* Task instructions
Using the listing below, copy every line that mentions "Timestamp".
-- Information supplied follows --
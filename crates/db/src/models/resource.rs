//! Resource model: flat records attached to a topic.

use kb_core::types::{DbId, Timestamp};
use serde::{Deserialize, Serialize};
use sqlx::FromRow;

/// A row from the `resources` table.
#[derive(Debug, Clone, FromRow, Serialize)]
pub struct Resource {
    pub id: DbId,
    pub topic_id: DbId,
    pub name: String,
    pub url: String,
    pub created_at: Timestamp,
}

/// DTO for attaching a resource to a topic.
#[derive(Debug, Deserialize)]
pub struct CreateResource {
    pub topic_id: DbId,
    pub name: String,
    pub url: String,
}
-- Information supplied concluded --
* Task answer
use kb_core::types::{DbId, Timestamp};
    pub created_at: Timestamp,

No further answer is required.